Nel nostro immaginario, la plastica è ancora associata a oggetti quotidiani: contenitori, imballaggi, bottiglie, buste della spesa. Ma quando questi materiali si degradano – meccanicamente, termicamente o chimicamente – si trasformano in frammenti microscopici invisibili, che finiscono ovunque: nell’acqua che beviamo, negli alimenti che consumiamo, e persino nell’aria che respiriamo. Si chiamano microplastiche, e stanno entrando silenziosamente nel nostro corpo, ogni giorno.

La loro presenza non è più un’ipotesi. Sono già nei tessuti umani, nei polmoni, nel sangue, nella placenta, nel latte materno e – come dimostrano studi recentissimi – anche nel sistema riproduttivo femminile e nelle arterie. Non parliamo di un rischio teorico, ma di un dato concreto: ci nutriamo di plastica, anche se non la vediamo.

Il vero problema non è solo la presenza fisica di questi frammenti nei nostri organi. È il fatto che non conosciamo ancora con precisione il loro impatto metabolico, infiammatorio e ormonale. Ma ciò che sta emergendo è sufficiente per accendere un campanello d’allarme. La plastica non è un materiale neutro: può trasportare sostanze tossiche, può alterare le funzioni cellulari, può interferire con la nostra biologia in modi che solo ora iniziamo a comprendere.

In questo contesto, l’alimentazione diventa una delle principali vie di ingresso delle microplastiche nel nostro organismo. Non solo per ciò che mangiamo, ma anche per come viene confezionato, trasportato, conservato. Bottiglie in PET, contenitori monouso, pellicole e vaschette possono rilasciare quantità significative di frammenti, soprattutto a contatto con fonti di calore o con alimenti acidi o grassi.

È quindi fondamentale iniziare a leggere la qualità del cibo non solo in termini di nutrienti, ma anche di filiera, materiale di confezionamento ed esposizione a contaminanti ambientali. Perché quello che entra nel nostro piatto ha effetti diretti sul nostro metabolismo, anche quando non lo vediamo.

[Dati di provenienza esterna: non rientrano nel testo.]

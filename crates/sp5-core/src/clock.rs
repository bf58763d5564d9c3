//! Wall-clock abstraction.
//!
//! The state machine never reads the system time itself. The driver asks a
//! [`Clock`] for "now" and "today" and passes both into each transition, so
//! tests can step time forward deterministically with [`ManualClock`].

use std::cell::Cell;

use chrono::{DateTime, Duration, Local, NaiveDate, TimeZone, Utc};

pub trait Clock {
    /// Milliseconds since the Unix epoch.
    fn now_ms(&self) -> u64;

    /// The current local calendar day.
    fn today(&self) -> NaiveDate;
}

/// The real clock, using the machine's local time zone for calendar days.
#[derive(Debug, Clone, Copy, Default)]
pub struct SystemClock;

impl Clock for SystemClock {
    fn now_ms(&self) -> u64 {
        Utc::now().timestamp_millis().max(0) as u64
    }

    fn today(&self) -> NaiveDate {
        Local::now().date_naive()
    }
}

/// A clock that only moves when told to. Calendar days are taken in UTC.
#[derive(Debug)]
pub struct ManualClock {
    now_ms: Cell<u64>,
}

impl ManualClock {
    pub fn new(start: DateTime<Utc>) -> Self {
        Self {
            now_ms: Cell::new(start.timestamp_millis().max(0) as u64),
        }
    }

    /// Start at midnight UTC of the given day plus `hour` hours.
    pub fn on_day(day: NaiveDate, hour: u32) -> Self {
        let start = day
            .and_hms_opt(hour.min(23), 0, 0)
            .map(|naive| Utc.from_utc_datetime(&naive))
            .unwrap_or_default();
        Self::new(start)
    }

    pub fn advance(&self, by: Duration) {
        let delta = by.num_milliseconds();
        let now = self.now_ms.get();
        let next = if delta >= 0 {
            now.saturating_add(delta as u64)
        } else {
            now.saturating_sub(delta.unsigned_abs())
        };
        self.now_ms.set(next);
    }

    pub fn set_ms(&self, now_ms: u64) {
        self.now_ms.set(now_ms);
    }
}

impl Clock for ManualClock {
    fn now_ms(&self) -> u64 {
        self.now_ms.get()
    }

    fn today(&self) -> NaiveDate {
        DateTime::<Utc>::from_timestamp_millis(self.now_ms.get() as i64)
            .unwrap_or_default()
            .date_naive()
    }
}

Microplastiche e fertilità: quando l’ambiente entra nel sistema ormonale

La fertilità è un tema centrale nella salute femminile, e negli ultimi decenni i tassi di concepimento spontaneo sono in progressivo calo, anche tra donne giovani e in buona salute. Le spiegazioni sono complesse e multifattoriali, ma tra le cause più recenti al centro dell’attenzione scientifica c’è l’impatto dell’ambiente sull’equilibrio ormonale e cellulare dell’organismo.

Uno studio condotto dall’Università di Salerno, pubblicato su Ecotoxicology and Environmental Safety, ha recentemente individuato microplastiche nel liquido follicolare ovarico di donne sottoposte a trattamenti per infertilità. In 14 dei 18 campioni analizzati, sono stati trovati frammenti inferiori ai 10 micron, con una concentrazione media superiore a 2.000 particelle per millilitro.
Questo dato è allarmante: il liquido follicolare è a diretto contatto con le cellule uovo. La sua alterazione potrebbe interferire con la maturazione ovocitaria, la fecondazione o l’impianto embrionale.

Ancora più preoccupante è il correlato ormonale emerso dallo studio: la presenza di microplastiche era associata a variazioni nei livelli dell’FSH (ormone follicolo-stimolante), uno degli ormoni chiave nella regolazione della fertilità. Ciò suggerisce che le microplastiche potrebbero non essere semplici “ospiti passivi”, ma interferenti endocrini attivi, capaci di modificare il dialogo ormonale tra cervello e ovaio.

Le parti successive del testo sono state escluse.